▸ PROVIDED ENTRIES:
★ ★ ★ ★ ★

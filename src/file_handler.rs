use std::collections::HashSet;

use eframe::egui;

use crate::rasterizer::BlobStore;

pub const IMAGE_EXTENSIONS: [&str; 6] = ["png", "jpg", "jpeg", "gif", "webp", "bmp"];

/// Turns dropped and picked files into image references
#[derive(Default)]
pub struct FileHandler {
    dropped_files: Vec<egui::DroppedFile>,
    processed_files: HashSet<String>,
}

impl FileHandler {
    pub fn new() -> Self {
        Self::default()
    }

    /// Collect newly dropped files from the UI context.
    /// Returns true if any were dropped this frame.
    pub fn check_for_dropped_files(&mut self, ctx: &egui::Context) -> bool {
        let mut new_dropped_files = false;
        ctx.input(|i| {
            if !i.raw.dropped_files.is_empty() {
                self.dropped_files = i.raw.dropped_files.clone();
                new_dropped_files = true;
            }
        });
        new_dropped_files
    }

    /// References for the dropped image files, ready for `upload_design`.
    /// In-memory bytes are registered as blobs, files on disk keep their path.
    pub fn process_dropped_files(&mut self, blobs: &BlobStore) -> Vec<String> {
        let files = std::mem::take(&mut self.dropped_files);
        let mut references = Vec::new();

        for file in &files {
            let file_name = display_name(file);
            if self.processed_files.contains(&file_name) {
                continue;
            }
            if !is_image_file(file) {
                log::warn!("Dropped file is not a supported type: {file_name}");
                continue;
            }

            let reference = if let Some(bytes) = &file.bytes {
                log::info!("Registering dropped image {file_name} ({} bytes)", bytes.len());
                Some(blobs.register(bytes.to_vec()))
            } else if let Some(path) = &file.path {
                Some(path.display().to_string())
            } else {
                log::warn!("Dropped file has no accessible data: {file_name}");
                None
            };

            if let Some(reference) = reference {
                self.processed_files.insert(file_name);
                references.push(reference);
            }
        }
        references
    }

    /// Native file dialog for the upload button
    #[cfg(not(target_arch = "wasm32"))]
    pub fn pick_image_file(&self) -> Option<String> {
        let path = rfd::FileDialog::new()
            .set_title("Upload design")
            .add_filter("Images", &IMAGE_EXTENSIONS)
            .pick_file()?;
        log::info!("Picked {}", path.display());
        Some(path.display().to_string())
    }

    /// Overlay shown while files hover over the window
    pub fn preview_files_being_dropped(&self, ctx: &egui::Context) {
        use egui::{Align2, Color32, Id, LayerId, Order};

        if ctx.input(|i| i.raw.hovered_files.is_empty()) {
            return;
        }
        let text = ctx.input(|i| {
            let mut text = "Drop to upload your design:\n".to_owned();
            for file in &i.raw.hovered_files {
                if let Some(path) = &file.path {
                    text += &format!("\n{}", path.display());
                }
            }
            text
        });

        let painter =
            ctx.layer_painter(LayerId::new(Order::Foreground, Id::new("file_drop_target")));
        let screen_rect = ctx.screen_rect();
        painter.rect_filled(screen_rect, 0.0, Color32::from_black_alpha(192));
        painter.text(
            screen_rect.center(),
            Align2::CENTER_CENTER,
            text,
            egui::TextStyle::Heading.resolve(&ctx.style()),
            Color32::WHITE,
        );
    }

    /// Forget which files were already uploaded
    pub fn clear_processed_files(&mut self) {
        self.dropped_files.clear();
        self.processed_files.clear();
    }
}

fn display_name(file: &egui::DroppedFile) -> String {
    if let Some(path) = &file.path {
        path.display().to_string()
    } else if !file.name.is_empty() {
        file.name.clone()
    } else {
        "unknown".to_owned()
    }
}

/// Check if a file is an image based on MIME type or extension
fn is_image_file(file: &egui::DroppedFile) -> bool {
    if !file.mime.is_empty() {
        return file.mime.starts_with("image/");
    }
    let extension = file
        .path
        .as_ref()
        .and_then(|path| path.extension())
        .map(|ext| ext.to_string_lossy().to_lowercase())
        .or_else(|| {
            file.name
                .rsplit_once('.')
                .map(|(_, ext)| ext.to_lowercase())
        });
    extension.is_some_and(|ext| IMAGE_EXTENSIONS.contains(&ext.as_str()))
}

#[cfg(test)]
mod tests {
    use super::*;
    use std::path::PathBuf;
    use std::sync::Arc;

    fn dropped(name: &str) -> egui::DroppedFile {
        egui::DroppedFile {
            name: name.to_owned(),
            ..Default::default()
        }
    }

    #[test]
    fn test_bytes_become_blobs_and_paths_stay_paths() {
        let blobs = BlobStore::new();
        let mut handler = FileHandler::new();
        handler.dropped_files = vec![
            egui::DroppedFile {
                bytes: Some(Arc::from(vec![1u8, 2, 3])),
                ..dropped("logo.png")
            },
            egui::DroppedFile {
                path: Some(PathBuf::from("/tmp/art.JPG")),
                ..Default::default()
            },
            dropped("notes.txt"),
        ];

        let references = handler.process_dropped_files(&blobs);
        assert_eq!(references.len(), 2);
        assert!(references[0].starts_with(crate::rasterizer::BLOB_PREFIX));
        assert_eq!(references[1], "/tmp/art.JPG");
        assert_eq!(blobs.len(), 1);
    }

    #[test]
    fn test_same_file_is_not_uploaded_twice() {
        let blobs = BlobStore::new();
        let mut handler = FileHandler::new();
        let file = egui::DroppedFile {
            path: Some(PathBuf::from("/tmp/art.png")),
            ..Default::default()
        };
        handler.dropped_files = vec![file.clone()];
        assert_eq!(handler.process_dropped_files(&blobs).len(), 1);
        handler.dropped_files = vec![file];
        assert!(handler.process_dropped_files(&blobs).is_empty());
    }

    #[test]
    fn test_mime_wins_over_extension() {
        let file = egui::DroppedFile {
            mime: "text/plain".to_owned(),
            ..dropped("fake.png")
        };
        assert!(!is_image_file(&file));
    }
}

★ ★ ★ ★ ★

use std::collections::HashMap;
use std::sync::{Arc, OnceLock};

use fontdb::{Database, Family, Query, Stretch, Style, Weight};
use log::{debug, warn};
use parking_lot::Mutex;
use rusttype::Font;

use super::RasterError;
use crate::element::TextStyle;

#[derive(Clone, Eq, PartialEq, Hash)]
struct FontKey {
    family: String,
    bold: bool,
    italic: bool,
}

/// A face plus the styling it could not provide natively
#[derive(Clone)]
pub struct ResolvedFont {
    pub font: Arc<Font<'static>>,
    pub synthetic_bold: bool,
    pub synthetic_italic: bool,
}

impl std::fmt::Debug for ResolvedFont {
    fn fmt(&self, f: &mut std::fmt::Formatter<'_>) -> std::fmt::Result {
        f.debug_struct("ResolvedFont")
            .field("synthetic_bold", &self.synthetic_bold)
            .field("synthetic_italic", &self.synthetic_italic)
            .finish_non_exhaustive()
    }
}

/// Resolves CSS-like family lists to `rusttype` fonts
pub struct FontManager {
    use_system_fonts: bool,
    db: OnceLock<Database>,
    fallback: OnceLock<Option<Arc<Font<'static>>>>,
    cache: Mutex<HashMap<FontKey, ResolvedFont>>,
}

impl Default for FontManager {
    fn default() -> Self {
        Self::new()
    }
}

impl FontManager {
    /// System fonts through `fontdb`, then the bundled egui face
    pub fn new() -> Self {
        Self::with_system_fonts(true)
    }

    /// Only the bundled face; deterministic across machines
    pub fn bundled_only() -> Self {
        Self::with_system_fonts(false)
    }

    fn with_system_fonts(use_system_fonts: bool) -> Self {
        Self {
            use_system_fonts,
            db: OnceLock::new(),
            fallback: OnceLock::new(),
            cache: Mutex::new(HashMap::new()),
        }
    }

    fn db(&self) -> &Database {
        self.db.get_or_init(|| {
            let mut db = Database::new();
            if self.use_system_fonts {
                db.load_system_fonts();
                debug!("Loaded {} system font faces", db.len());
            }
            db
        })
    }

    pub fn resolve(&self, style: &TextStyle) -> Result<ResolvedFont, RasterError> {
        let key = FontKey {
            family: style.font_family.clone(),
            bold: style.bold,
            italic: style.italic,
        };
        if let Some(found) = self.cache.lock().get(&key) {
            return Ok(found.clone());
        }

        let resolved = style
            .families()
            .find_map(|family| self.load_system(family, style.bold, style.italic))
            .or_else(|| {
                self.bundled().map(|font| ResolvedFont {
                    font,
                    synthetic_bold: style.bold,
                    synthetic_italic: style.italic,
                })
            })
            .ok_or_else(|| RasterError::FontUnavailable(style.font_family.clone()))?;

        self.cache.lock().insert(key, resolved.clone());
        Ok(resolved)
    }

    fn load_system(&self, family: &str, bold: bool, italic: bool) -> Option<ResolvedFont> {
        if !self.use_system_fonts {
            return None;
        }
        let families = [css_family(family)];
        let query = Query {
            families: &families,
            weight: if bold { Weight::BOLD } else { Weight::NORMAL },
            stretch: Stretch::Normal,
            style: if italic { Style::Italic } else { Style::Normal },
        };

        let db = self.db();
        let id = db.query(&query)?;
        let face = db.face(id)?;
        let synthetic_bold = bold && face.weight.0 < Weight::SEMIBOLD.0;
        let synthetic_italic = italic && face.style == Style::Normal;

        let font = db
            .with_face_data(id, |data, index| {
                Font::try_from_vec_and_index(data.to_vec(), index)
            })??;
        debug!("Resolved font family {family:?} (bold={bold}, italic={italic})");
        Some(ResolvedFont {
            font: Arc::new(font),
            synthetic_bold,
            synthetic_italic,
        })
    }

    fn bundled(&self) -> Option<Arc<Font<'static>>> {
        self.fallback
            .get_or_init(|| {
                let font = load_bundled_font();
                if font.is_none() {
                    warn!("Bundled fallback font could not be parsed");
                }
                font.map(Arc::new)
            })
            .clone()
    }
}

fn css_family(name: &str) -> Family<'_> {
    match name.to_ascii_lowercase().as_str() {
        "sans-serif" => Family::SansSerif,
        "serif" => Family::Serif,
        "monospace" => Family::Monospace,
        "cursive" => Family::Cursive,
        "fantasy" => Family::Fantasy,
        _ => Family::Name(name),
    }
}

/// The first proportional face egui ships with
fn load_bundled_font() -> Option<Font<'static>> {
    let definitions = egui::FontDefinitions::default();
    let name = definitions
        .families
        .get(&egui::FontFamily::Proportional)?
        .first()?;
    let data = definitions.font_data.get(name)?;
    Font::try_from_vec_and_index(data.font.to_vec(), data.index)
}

★ ★ ★ ★ ★

▸ TO DO:
Output exactly one stretch of the listing: from the line containing "filename src/file_handler.rs" through the line containing "keep their path.", both end lines included.

▸ REPLY:
filename src/file_handler.rs
use std::collections::HashSet;

use eframe::egui;

use crate::rasterizer::BlobStore;

pub const IMAGE_EXTENSIONS: [&str; 6] = ["png", "jpg", "jpeg", "gif", "webp", "bmp"];

/// Turns dropped and picked files into image references
#[derive(Default)]
pub struct FileHandler {
    dropped_files: Vec<egui::DroppedFile>,
    processed_files: HashSet<String>,
}

impl FileHandler {
    pub fn new() -> Self {
        Self::default()
    }

    /// Collect newly dropped files from the UI context.
    /// Returns true if any were dropped this frame.
    pub fn check_for_dropped_files(&mut self, ctx: &egui::Context) -> bool {
        let mut new_dropped_files = false;
        ctx.input(|i| {
            if !i.raw.dropped_files.is_empty() {
                self.dropped_files = i.raw.dropped_files.clone();
                new_dropped_files = true;
            }
        });
        new_dropped_files
    }

    /// References for the dropped image files, ready for `upload_design`.
    /// In-memory bytes are registered as blobs, files on disk keep their path.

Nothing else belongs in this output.